06
Nov

Resist Executive Overreach on Immigration

Published on November 6th, 2014

The Editors
November 6, 2014
National Review Online

Votes were still coming in on Tuesday evening when ABC’s Jon Karl reported that, per White House sources, “the president will move forward with an executive order on immigration reform no matter how big a shellacking Democrats get.” The shellacking was bigger than even the most optimistic Republicans had predicted. To act on immigration without engaging the country’s new congressional majority would be a defiance of the legislative branch, and of the American electorate.

This summer the White House indicated its intention to effectively amnesty by executive action anywhere from 3 to 6 million immigrants illegally in the country by expanding the Deferred Action for Childhood Arrivals (DACA) program — implemented by executive fiat, via memorandum, in 2012 — to include illegal-immigrant parents of U.S. citizens and possibly illegal-immigrant parents of DACA recipients. The action could include other illegal-immigrant groups, too, and like DACA it would, by providing to illegal immigrants government-issued documentation, secure for them the benefits of lawful status despite the absence of a green card or path to citizenship.
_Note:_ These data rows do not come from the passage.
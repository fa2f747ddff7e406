//! Environment configuration
//!
//! Everything the server reads from the environment, parsed once at startup
//! into the configs the crates take at construction.

use anyhow::{Context, bail, ensure};
use auth::AuthConfig;
use auth::config::DEVELOPMENT_SERVER_ADDRESS;
use farmer::FarmerConfig;
use platform::address::Address;
use std::net::SocketAddr;
use std::time::Duration;

const DEFAULT_LISTEN_ADDR: &str = "0.0.0.0:5000";
const DEFAULT_FRONTEND_ORIGINS: &str = "http://localhost:5000,http://127.0.0.1:5000";

#[derive(Debug, Clone)]
pub struct Settings {
    pub auth: AuthConfig,
    pub farmer: FarmerConfig,
    /// `None` runs the registry in memory
    pub database_url: Option<String>,
    pub listen_addr: SocketAddr,
    pub frontend_origins: Vec<String>,
}

impl Settings {
    pub fn from_env() -> anyhow::Result<Self> {
        Self::from_lookup(|key| std::env::var(key).ok(), cfg!(debug_assertions))
    }

    /// Build settings from any key lookup. `development` allows a default
    /// server address.
    pub fn from_lookup<F>(lookup: F, development: bool) -> anyhow::Result<Self>
    where
        F: Fn(&str) -> Option<String>,
    {
        let var = |key: &str| lookup(key).filter(|v| !v.trim().is_empty());

        let server_address = match var("SERVER_ADDRESS") {
            Some(raw) => Address::parse(&raw).context("SERVER_ADDRESS is not a valid address")?,
            None if development => Address::from_db(DEVELOPMENT_SERVER_ADDRESS),
            None => bail!("SERVER_ADDRESS must be set in production"),
        };

        let skip_authentication = match var("SKIP_AUTHENTICATION") {
            Some(raw) => parse_bool(&raw).context("SKIP_AUTHENTICATION must be true or false")?,
            None => false,
        };

        let mut auth = AuthConfig::new(server_address);
        if let Some(raw) = var("AUTH_MAX_SKEW_SECS") {
            let secs: u64 = raw.trim().parse().context("AUTH_MAX_SKEW_SECS must be seconds")?;
            auth = auth.with_max_clock_skew(Duration::from_secs(secs));
        }
        if skip_authentication {
            auth = auth.disabled();
        }

        let mut farmer = FarmerConfig::default();
        if let Some(raw) = var("HEIGHT_LIMIT") {
            let max_height: u64 = raw.trim().parse().context("HEIGHT_LIMIT must be a number")?;
            // heights are stored as BIGINT
            ensure!(
                max_height <= i64::MAX as u64,
                "HEIGHT_LIMIT must not exceed {}",
                i64::MAX
            );
            farmer = farmer.with_max_height(max_height);
        }
        if let Some(raw) = var("ONLINE_CACHE_SECS") {
            let secs: u64 = raw.trim().parse().context("ONLINE_CACHE_SECS must be seconds")?;
            farmer = farmer.with_online_cache_ttl(Duration::from_secs(secs));
        }

        let listen_addr = var("LISTEN_ADDR")
            .unwrap_or_else(|| DEFAULT_LISTEN_ADDR.to_string())
            .trim()
            .parse()
            .context("LISTEN_ADDR must be host:port")?;

        let frontend_origins = var("FRONTEND_ORIGINS")
            .unwrap_or_else(|| DEFAULT_FRONTEND_ORIGINS.to_string())
            .split(',')
            .map(|origin| origin.trim().to_string())
            .filter(|origin| !origin.is_empty())
            .collect();

        Ok(Self {
            auth,
            farmer,
            database_url: var("DATABASE_URL"),
            listen_addr,
            frontend_origins,
        })
    }
}

fn parse_bool(raw: &str) -> Option<bool> {
    match raw.trim().to_ascii_lowercase().as_str() {
        "1" | "true" | "yes" | "on" => Some(true),
        "0" | "false" | "no" | "off" => Some(false),
        _ => None,
    }
}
That order, first hinted at in July, was originally slated for the end of August. Then it was pushed back until after Labor Day. Then the White House, fearing electoral repercussions come November, declared that it would not act until after the midterms. So it is no stretch to say that political cynicism has been the defining feature of this still-unveiled proposal — and the White House’s avowal that it will pursue unilateral action affirms that that is still the case. As National Journal’s Ron Fournier put it, in the wake of Tuesday’s results, “acting on immigration by fiat [now] would be the political equivalent of . . . flipping the country the bird.”

Because, while voters no doubt had many questions on their minds, it is difficult to deny that immigration overreach helped to doom Democrats. If Republicans pick up Alaska (votes are still being counted) and Louisiana (set for a January runoff), five Democratic senators who supported the Gang of Eight bill will have lost in this cycle, and a sixth, New Hampshire’s Jeanne Shaheen, barely survived. The Democratic candidates in Kentucky, Georgia, and Iowa, as well as “independent” candidate Greg Orman in Kansas, all supported the Gang of Eight bill, and all lost. The president may not have been on the ballot, but, as he said in October, his policies and congressional backers were — and voters rejected both decisively.

What can Republicans do to forestall executive overreach on immigration during the coming lame-duck session? The current continuing resolution, the appropriations law that funds the government, expires on December 11. Republicans should insert into a short-term continuing resolution language that would prohibit funding to a prospective executive order on immigration. To avoid shutting down the government, Democrats would have to pass the bill, putting themselves on record as opposing the president’s immigration plan; or they could reject the bill, potentially shutting down the government. Since Republicans could cite November’s results as evidence that voters have rejected the president’s immigration plan and that they prefer Congress, not the executive alone, to act on immigration, a government shutdown might not hurt Republicans the way it did in October 2013.

Speaking to the nation on Wednesday, President Obama announced his intention to move forward with an executive action on immigration if Congress will not pass immigration legislation he likes — so it is that, instead of “rising above politics,” as he once promised, the president has stooped to extortion.

It has long been clear that the president is not much interested in submitting to the dictates of the democratic process when he does not like the results. Republicans during the lame-duck session should pursue any measure available to them to hold the line against the president’s inclinations toward lawlessness — and to ensure that the millions of voters who rebuffed his policies on Tuesday are not ignored.

We can well understand, after Tuesday’s results, that the president desires a new electorate. But that does not give him license to rewrite the nation’s immigration law to suit his desire.